Симонов произносит о Семынине целую речь – о его нужде и таланте, – забывая, что слышал он ее от меня же. Ну, это пусть.

Аудиенция окончена. Я ухожу из кабинета в грязь и суету приемной, где мне негде сидеть, где нет чернил и пр.

Поток людей сквозь поток гранок. Мне бы унести гранки в тишину, посидеть, подумать – но нельзя: № 2 идет спешно. А тут грохот, спешка.

Услышав новость о Пастернаке, Ивинская начинает реветь и ревет весь день, бездельничая, отказывая всем, ничем не помогая мне, – и я испытываю к ней отвращение.

Скоро двенадцать.

Написала письмо Симонову о Пастернаке. Надо успеть передать.

8/III 47. Была в редакции. Люди, гранки второго номера, верстки № 1.

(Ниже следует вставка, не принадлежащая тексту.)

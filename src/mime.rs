use std::path::PathBuf;

/// One field of a mime (multipart form) request body.
///
/// A field carries either an inline value or a path to a file whose contents
/// the transport streams when the request executes. Mime fields are mutually
/// exclusive with a raw POST body, see [`Request::add_mime_field`].
///
/// [`Request::add_mime_field`]: crate::Request::add_mime_field
#[derive(Debug, Clone)]
pub struct MimeField {
    name: String,
    source: MimeFieldSource,
}

/// Where a mime field's contents come from.
#[derive(Debug, Clone)]
pub enum MimeFieldSource {
    /// An inline value.
    Value(String),
    /// A file on disk, read by the transport at execution time. The file is
    /// not checked for existence up front; a missing file fails the transfer.
    File(PathBuf),
}

impl MimeField {
    /// Creates a mime field with an inline value.
    pub fn value(name: impl Into<String>, value: impl Into<String>) -> Self {
        Self {
            name: name.into(),
            source: MimeFieldSource::Value(value.into()),
        }
    }

    /// Creates a mime field whose contents are read from a file.
    pub fn file(name: impl Into<String>, path: impl Into<PathBuf>) -> Self {
        Self {
            name: name.into(),
            source: MimeFieldSource::File(path.into()),
        }
    }

    /// The field's name.
    pub fn name(&self) -> &str {
        &self.name
    }

    /// The field's contents source.
    pub fn source(&self) -> &MimeFieldSource {
        &self.source
    }
}
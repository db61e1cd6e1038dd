//! Hash-based embedding model
//!
//! Each lowercased token is hashed with SHA-256, once per dimension with the
//! dimension index as seed, into a pseudo-random vector; the token vectors are mean-pooled and the result is
//! normalized to unit length. Boundary markers are pooled alongside the
//! tokens, so empty text still has a well-defined embedding.
//!
//! The model has no learned weights. Its output is fixed for a given
//! dimension across builds, toolchains and platforms, which makes it suitable
//! for pinned offline artifacts and tests.

use crate::EmbeddingError;
use greenclaim_domain::traits::EmbeddingProvider;
use sha2::{Digest, Sha256};

const START_MARKER: &str = "[CLS]";
const END_MARKER: &str = "[SEP]";

/// Deterministic mean-pooled token hashing model
#[derive(Debug, Clone)]
pub struct HashingEmbedder {
    dimension: usize,
}

impl HashingEmbedder {
    /// Create a model producing vectors of the given dimension
    pub fn new(dimension: usize) -> Self {
        Self { dimension }
    }

    /// Model version string pinned in classifier artifacts
    pub fn model_version(&self) -> String {
        format!("hashing-v2-{}", self.dimension)
    }

    fn hash_with_seed(token: &str, seed: u64) -> f32 {
        let mut hasher = Sha256::new();
        hasher.update(token.as_bytes());
        hasher.update(seed.to_le_bytes());
        let digest = hasher.finalize();

        let mut prefix = [0u8; 8];
        prefix.copy_from_slice(&digest[..8]);
        let hash_value = u64::from_le_bytes(prefix);

        // [-1, 1]
        let normalized = (hash_value as f64 / u64::MAX as f64) * 2.0 - 1.0;
        normalized as f32
    }

    fn tokenize(text: &str) -> Vec<String> {
        let mut tokens = vec![START_MARKER.to_string()];
        tokens.extend(
            text.split(|c: char| !c.is_alphanumeric())
                .filter(|t| !t.is_empty())
                .map(str::to_lowercase),
        );
        tokens.push(END_MARKER.to_string());
        tokens
    }
}

impl EmbeddingProvider for HashingEmbedder {
    type Error = EmbeddingError;

    fn embed(&self, text: &str) -> Result<Vec<f32>, Self::Error> {
        if self.dimension == 0 {
            return Err(EmbeddingError::InvalidInput(
                "Embedding dimension must be greater than 0".to_string(),
            ));
        }
        if text.chars().any(|c| c.is_control() && !c.is_whitespace()) {
            return Err(EmbeddingError::InvalidInput(
                "Text contains control characters".to_string(),
            ));
        }

        let tokens = Self::tokenize(text);
        let mut pooled = vec![0.0f32; self.dimension];

        for token in &tokens {
            for (i, value) in pooled.iter_mut().enumerate() {
                *value += Self::hash_with_seed(token, i as u64);
            }
        }

        let count = tokens.len() as f32;
        for value in &mut pooled {
            *value /= count;
        }

        let magnitude: f32 = pooled.iter().map(|x| x * x).sum::<f32>().sqrt();
        if magnitude > 0.0 {
            for value in &mut pooled {
                *value /= magnitude;
            }
        }

        Ok(pooled)
    }

    fn dimension(&self) -> usize {
        self.dimension
    }
}
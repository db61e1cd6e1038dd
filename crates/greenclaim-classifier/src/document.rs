//! Document-compliance classifier

use crate::model::argmax;
use crate::{ClassifierError, LinearModel};
use greenclaim_domain::traits::DocumentClassifier;
use std::path::Path;
use tracing::info;

/// Binary compliance classifier over claim and support embeddings
#[derive(Debug, Clone)]
pub struct LinearDocumentClassifier {
    model: LinearModel,
}

impl LinearDocumentClassifier {
    /// Wrap a trained model
    ///
    /// # Errors
    ///
    /// Returns [`ClassifierError::Unavailable`] unless the model is well-formed
    /// and has exactly two classes
    pub fn new(model: LinearModel) -> Result<Self, ClassifierError> {
        model.validate()?;
        if model.num_classes() != 2 {
            return Err(ClassifierError::Unavailable(format!(
                "Document classifier needs 2 classes, artifact has {}",
                model.num_classes()
            )));
        }
        Ok(Self { model })
    }

    /// Parse an artifact from JSON
    pub fn from_json(json: &str) -> Result<Self, ClassifierError> {
        Self::new(serde_json::from_str(json)?)
    }

    /// Load an artifact from disk
    pub fn load<P: AsRef<Path>>(path: P) -> Result<Self, ClassifierError> {
        let path = path.as_ref();
        let contents = std::fs::read_to_string(path).map_err(|e| {
            ClassifierError::Unavailable(format!("Failed to read {}: {}", path.display(), e))
        })?;
        let classifier = Self::from_json(&contents)?;
        info!(
            path = %path.display(),
            version = %classifier.model.model_version,
            input_dim = classifier.model.input_dim,
            "Loaded document classifier"
        );
        Ok(classifier)
    }

    /// Underlying model
    pub fn model(&self) -> &LinearModel {
        &self.model
    }
}

impl DocumentClassifier for LinearDocumentClassifier {
    type Error = ClassifierError;

    fn predict(&self, features: &[f32]) -> Result<usize, Self::Error> {
        let probabilities = self.model.probabilities(features)?;
        Ok(argmax(&probabilities))
    }

    fn predict_proba(&self, features: &[f32]) -> Result<Vec<f64>, Self::Error> {
        self.model.probabilities(features)
    }

    fn input_dim(&self) -> usize {
        self.model.input_dim
    }
}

Борщаговскому (который почему-то имеет право вмешиваться) не нравится Недогонов. Он, кажется, милый человек, но:

– Лидия Корнеевна, что значит "тишиной оглушены"?

– Почему "перегоревший небосклон"?

Вот поди объясни ему.

Один ответ: понимаете, это стихи! это стихи, а не газетная статья.

Милая, но чем-то меня раздражающая Спендиарова.

Муза взялась передать Симонову мое письмо. Думаю, на этот раз уж он рассердится.

10/III 47. Позвонит ли Симонов Пастернаку?

Вьюга. Погода нелетная. Думаю, он сегодня не улетит.

Утром работала над Герценом.

Потом – в редакцию, добывать подпись Кривицкого для всяких стихов – последних для подборки, в частности для одного отрывка из поэмы Семынина, который он наконец надумал дать. (Мне удалось под "Окраину" уже добыть ему деньги.) Но Кривицкого нет – провожает Симонова. (Ну, значит, Симонов не позвонит Борису Леонидовичу.) Держит его за горло, как бульдог.